Als sie gerade wieder über den Zaun kletterten, fielen die ersten Tropfen. »Willst du deine Mom anrufen, damit sie dich abholt?«, fragte David, als sie wieder in der Küche standen.
»Nein, das geht auch so.«
»Aber es regnet. Soll ich dich nicht bringen?«
»Nein, das ist wirklich in Ordnung. Ich gehe gern durch den Regen.«
David sagte einen Augenblick nichts und sprudelte dann heraus: »Also, darf ich dich anrufen? Morgen vielleicht?«
Laurel lächelte. »Natürlich. Aber jetzt gehe ich lieber, sonst macht sich meine Mom noch Sorgen.«
»Selbstverständlich.« Doch er versperrte weiterhin die Küchentür.
»Hier geht es raus, oder?« Sie war kurz davor, unhöflich zu werden.
»Ja, nur, ohne Telefonnummer kann ich dich nicht anrufen.«
»Oh, sorry.« Sie holte einen Stift und kritzelte ihre Nummer auf einen Block neben dem Telefon.
»Darf ich dir auch meine geben?«
»Klar.«
Laurel wollte ihren Rucksack schon wieder aufmachen, aber David hielt sie davon ab. »Nicht nötig«, sagte er. »Hier.« Er nahm ihre Hand und schrieb seine Nummer auf ihre Handfläche.
»So kannst du sie nicht verlieren«, sagte er schüchtern.
»Super.
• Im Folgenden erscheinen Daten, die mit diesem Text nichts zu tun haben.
//! Configuration loading from TOML files.

use std::collections::HashMap;
use std::path::PathBuf;
use std::time::Duration;

use anyhow::{bail, Context, Result};
use serde::Deserialize;

/// Serde adapter for humantime duration strings (`"45m"`, `"1h30m"`).
mod duration {
    use std::time::Duration;

    use serde::{Deserialize, Deserializer};

    pub fn deserialize<'de, D>(deserializer: D) -> Result<Duration, D::Error>
    where
        D: Deserializer<'de>,
    {
        let raw = String::deserialize(deserializer)?;
        humantime::parse_duration(&raw).map_err(serde::de::Error::custom)
    }
}

/// Log severity, both for the global level and per-filter overrides.
#[derive(Debug, Clone, Copy, PartialEq, Eq, Deserialize)]
#[serde(rename_all = "lowercase")]
pub enum LogLevel {
    Debug,
    Info,
    Warn,
    Error,
}

impl LogLevel {
    pub fn to_tracing(self) -> tracing::Level {
        match self {
            LogLevel::Debug => tracing::Level::DEBUG,
            LogLevel::Info => tracing::Level::INFO,
            LogLevel::Warn => tracing::Level::WARN,
            LogLevel::Error => tracing::Level::ERROR,
        }
    }
}

#[derive(Debug, Clone, Deserialize)]
#[serde(default, deny_unknown_fields)]
pub struct LogConfig {
    pub level: LogLevel,
    /// Per-filter severity for rejection log lines; `warn` otherwise.
    pub rejection_levels: HashMap<String, LogLevel>,
}

impl Default for LogConfig {
    fn default() -> Self {
        Self {
            level: LogLevel::Info,
            rejection_levels: HashMap::new(),
        }
    }
}

#[derive(Debug, Clone, Deserialize)]
#[serde(default, deny_unknown_fields)]
pub struct DbConfig {
    pub path: PathBuf,
}

impl Default for DbConfig {
    fn default() -> Self {
        Self {
            path: PathBuf::from("./gatr-db"),
        }
    }
}

#[derive(Debug, Clone, Deserialize)]
#[serde(default, deny_unknown_fields)]
pub struct StrfryConfig {
    pub executable_path: PathBuf,
    pub config_path: PathBuf,
}

impl Default for StrfryConfig {
    fn default() -> Self {
        Self {
            executable_path: PathBuf::from("/usr/local/bin/strfry"),
            config_path: PathBuf::from("/etc/strfry.conf"),
        }
    }
}

#[derive(Debug, Clone, Deserialize)]
#[serde(default, deny_unknown_fields)]
pub struct PolicyConfig {
    pub moderator_pubkey: String,
    pub ban_emoji: String,
    pub unban_emoji: String,
    #[serde(with = "duration")]
    pub ban_duration: Duration,
    pub allowed_kinds: Vec<u32>,
    pub denied_kinds: Vec<u32>,
}

impl Default for PolicyConfig {
    fn default() -> Self {
        Self {
            moderator_pubkey: String::new(),
            ban_emoji: "🔨".into(),
            unban_emoji: "🔓".into(),
            ban_duration: Duration::from_secs(30 * 24 * 3600),
            allowed_kinds: Vec::new(),
            denied_kinds: Vec::new(),
        }
    }
}

#[derive(Debug, Clone, Default, Deserialize)]
#[serde(default, deny_unknown_fields)]
pub struct FiltersConfig {
    pub emergency: EmergencyConfig,
    pub rate_limiter: RateLimiterConfig,
    pub freshness: FreshnessConfig,
    pub size: SizeConfig,
    pub tags: TagsConfig,
    pub keywords: KeywordConfig,
    pub language: LanguageConfig,
    pub ephemeral_chat: EphemeralChatConfig,
    pub repost_abuse: RepostAbuseConfig,
    pub banned_author: BannedAuthorConfig,
    pub autoban: AutoBanConfig,
}

#[derive(Debug, Clone, Deserialize)]
#[serde(default, deny_unknown_fields)]
pub struct EmergencyConfig {
    pub enabled: bool,
    pub new_keys_rate: f64,
    pub new_keys_burst: u32,
    pub cache_size: usize,
    #[serde(with = "duration")]
    pub ttl: Duration,
    pub per_ip: EmergencyPerIpConfig,
}

impl Default for EmergencyConfig {
    fn default() -> Self {
        Self {
            enabled: false,
            new_keys_rate: 0.0,
            new_keys_burst: 0,
            cache_size: 65536,
            ttl: Duration::from_secs(600),
            per_ip: EmergencyPerIpConfig::default(),
        }
    }
}

#[derive(Debug, Clone, Deserialize)]
#[serde(default, deny_unknown_fields)]
pub struct EmergencyPerIpConfig {
    pub enabled: bool,
    pub rate: f64,
    pub burst: u32,
    pub cache_size: usize,
    #[serde(with = "duration")]
    pub ttl: Duration,
    /// Mask prefix applied before keying; `0` keys on the raw address.
    pub ipv4_prefix: u8,
    pub ipv6_prefix: u8,
}

impl Default for EmergencyPerIpConfig {
    fn default() -> Self {
        Self {
            enabled: false,
            rate: 0.0,
            burst: 0,
            cache_size: 65536,
            ttl: Duration::from_secs(600),
            ipv4_prefix: 0,
            ipv6_prefix: 0,
        }
    }
}

#[derive(Debug, Clone, Copy, PartialEq, Eq, Deserialize)]
#[serde(rename_all = "lowercase")]
pub enum RateBy {
    Ip,
    Pubkey,
    Both,
}

#[derive(Debug, Clone, Deserialize)]
#[serde(default, deny_unknown_fields)]
pub struct RateLimiterConfig {
    pub enabled: bool,
    pub by: Option<RateBy>,
    pub cache_size: usize,
    #[serde(with = "duration")]
    pub ttl: Duration,
    pub default_rate: f64,
    pub default_burst: u32,
    #[serde(rename = "rule")]
    pub rules: Vec<RateLimitRule>,
}

impl Default for RateLimiterConfig {
    fn default() -> Self {
        Self {
            enabled: false,
            by: None,
            cache_size: 65536,
            ttl: Duration::from_secs(600),
            default_rate: 0.0,
            default_burst: 0,
            rules: Vec::new(),
        }
    }
}

#[derive(Debug, Clone, Default, Deserialize)]
#[serde(default, deny_unknown_fields)]
pub struct RateLimitRule {
    pub description: String,
    pub kinds: Vec<u32>,
    pub rate: f64,
    pub burst: u32,
}

#[derive(Debug, Clone, Default, Deserialize)]
#[serde(default, deny_unknown_fields)]
pub struct FreshnessConfig {
    /// Zero disables that side of the window.
    #[serde(with = "duration", default)]
    pub default_max_past: Duration,
    #[serde(with = "duration", default)]
    pub default_max_future: Duration,
    #[serde(rename = "rule")]
    pub rules: Vec<FreshnessRule>,
}

#[derive(Debug, Clone, Default, Deserialize)]
#[serde(default, deny_unknown_fields)]
pub struct FreshnessRule {
    pub description: String,
    pub kinds: Vec<u32>,
    #[serde(with = "duration", default)]
    pub max_past: Duration,
    #[serde(with = "duration", default)]
    pub max_future: Duration,
}

#[derive(Debug, Clone, Default, Deserialize)]
#[serde(default, deny_unknown_fields)]
pub struct SizeConfig {
    pub default_max_size_bytes: usize,
    #[serde(rename = "rule")]
    pub rules: Vec<SizeRule>,
}

#[derive(Debug, Clone, Default, Deserialize)]
#[serde(default, deny_unknown_fields)]
pub struct SizeRule {
    pub description: String,
    pub kinds: Vec<u32>,
    pub max_size_bytes: usize,
}

#[derive(Debug, Clone, Default, Deserialize)]
#[serde(default, deny_unknown_fields)]
pub struct TagsConfig {
    #[serde(rename = "rule")]
    pub rules: Vec<TagRule>,
}

#[derive(Debug, Clone, Default, Deserialize)]
#[serde(default, deny_unknown_fields)]
pub struct TagRule {
    pub description: String,
    pub kinds: Vec<u32>,
    pub max_tags: Option<usize>,
    pub required_tags: Vec<String>,
    pub max_tag_counts: HashMap<String, usize>,
}

#[derive(Debug, Clone, Default, Deserialize)]
#[serde(default, deny_unknown_fields)]
pub struct KeywordConfig {
    pub enabled: bool,
    #[serde(rename = "rule")]
    pub rules: Vec<KeywordRule>,
}

#[derive(Debug, Clone, Default, Deserialize)]
#[serde(default, deny_unknown_fields)]
pub struct KeywordRule {
    pub description: String,
    pub kinds: Vec<u32>,
    pub words: Vec<String>,
    pub regexps: Vec<String>,
}

#[derive(Debug, Clone, Deserialize)]
#[serde(default, deny_unknown_fields)]
pub struct LanguageConfig {
    pub enabled: bool,
    pub allowed_languages: Vec<String>,
    pub kinds_to_check: Vec<u32>,
    pub min_length_for_check: usize,
    #[serde(with = "duration")]
    pub approved_cache_ttl: Duration,
    pub approved_cache_size: usize,
    /// `primary → (detected-or-"default" → confidence)`.
    pub primary_accept_threshold: HashMap<String, HashMap<String, f64>>,
}

impl Default for LanguageConfig {
    fn default() -> Self {
        Self {
            enabled: false,
            allowed_languages: Vec::new(),
            kinds_to_check: Vec::new(),
            min_length_for_check: 0,
            approved_cache_ttl: Duration::from_secs(3600),
            approved_cache_size: 10_000,
            primary_accept_threshold: HashMap::new(),
        }
    }
}

#[derive(Debug, Clone, Deserialize)]
#[serde(default, deny_unknown_fields)]
pub struct EphemeralChatConfig {
    pub enabled: bool,
    pub kinds: Vec<u32>,
    #[serde(with = "duration")]
    pub min_delay_between_messages: Duration,
    pub max_caps_ratio: f64,
    pub min_letters_for_caps_check: usize,
    pub max_character_repetitions: usize,
    pub max_word_length: usize,
    pub block_zalgo_text: bool,
    pub cache_size: usize,
    pub rate_limit_rate: f64,
    pub rate_limit_burst: u32,
    pub required_pow_on_limit: u32,
}

impl Default for EphemeralChatConfig {
    fn default() -> Self {
        Self {
            enabled: false,
            kinds: Vec::new(),
            min_delay_between_messages: Duration::ZERO,
            max_caps_ratio: 0.0,
            min_letters_for_caps_check: 20,
            max_character_repetitions: 0,
            max_word_length: 0,
            block_zalgo_text: false,
            cache_size: 10_000,
            rate_limit_rate: 0.0,
            rate_limit_burst: 0,
            required_pow_on_limit: 0,
        }
    }
}

#[derive(Debug, Clone, Deserialize)]
#[serde(default, deny_unknown_fields)]
pub struct RepostAbuseConfig {
    pub enabled: bool,
    pub max_ratio: f64,
    pub min_events: u32,
    #[serde(with = "duration")]
    pub reset_duration: Duration,
    #[serde(with = "duration")]
    pub cache_ttl: Duration,
    pub count_reject_as_activity: bool,
    pub require_nip21_in_quote: bool,
}

impl Default for RepostAbuseConfig {
    fn default() -> Self {
        Self {
            enabled: false,
            max_ratio: 1.0,
            min_events: 0,
            reset_duration: Duration::ZERO,
            cache_ttl: Duration::from_secs(24 * 3600),
            count_reject_as_activity: false,
            require_nip21_in_quote: false,
        }
    }
}

#[derive(Debug, Clone, Default, Deserialize)]
#[serde(default, deny_unknown_fields)]
pub struct BannedAuthorConfig {
    pub check_nip26: bool,
}

#[derive(Debug, Clone, Deserialize)]
#[serde(default, deny_unknown_fields)]
pub struct AutoBanConfig {
    pub enabled: bool,
    pub max_strikes: u32,
    #[serde(with = "duration")]
    pub strike_window: Duration,
    #[serde(with = "duration")]
    pub ban_duration: Duration,
    pub strikes_cache_size: usize,
    pub cooldown_cache_size: usize,
    #[serde(with = "duration")]
    pub cooldown_duration: Duration,
    #[serde(with = "duration")]
    pub ban_timeout: Duration,
    pub exclude_filters_from_strikes: Vec<String>,
}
Bis später.« Sie schenkte ihm ein warmes Lächeln und ging in den dichten Nieselregen hinaus.
Sobald das Haus außer Sichtweite war, nahm Laurel die Kapuze ab und hob das Gesicht gen Himmel. Sie streckte die Arme aus, aber dann fiel ihr die Telefonnummer wieder ein und sie steckte die Hände in die Taschen. Lächelnd ging sie weiter, während es sanft auf ihre Haare regnete.
Als sie gerade zu Hause angekommen war, klingelte das Telefon. Da ihre Mutter offenbar nicht zu Hause war, nahm Laurel schnell die letzten Stufen, um zu verhindern, dass der Anrufbeantworter ansprang. »Hallo?«, sagte sie außer Atem.
»Oh, hey, du bist schon zu Hause. Ich wollte eigentlich eine Nachricht hinterlassen.«
»David?«
»Ja, hallo, entschuldige, dass ich so schnell anrufe«, sagte David, »aber eben ist mir der Biotest eingefallen, den wir nächste Woche schreiben, und ich dachte, vielleicht hast du Lust, morgen rüberzukommen und mit mir zu lernen.«
»Ernsthaft?«, fragte Laurel. »Das wäre großartig! Ich bin voll gestresst deswegen. Ich habe das Gefühl, ich kann höchstens die Hälfte.«
»Super.« Er schwieg einen Moment lang. »Also nicht super, dass du so gestresst bist, aber super, dass – ach, egal.«
Laurel musste grinsen, weil er sich so wand. »Um wie viel Uhr?«
»Egal, wann du willst. Ich muss morgen nur ein paar Sachen für meine Mom erledigen, sonst habe ich nichts vor.«
»Gut, ich rufe vorher an.«
»Okay, dann bis morgen.«
Laurel verabschiedete sich und legte auf. Sie lächelte noch, als sie die Treppe, immer zwei Stufen auf einmal nehmend, hochhüpfte.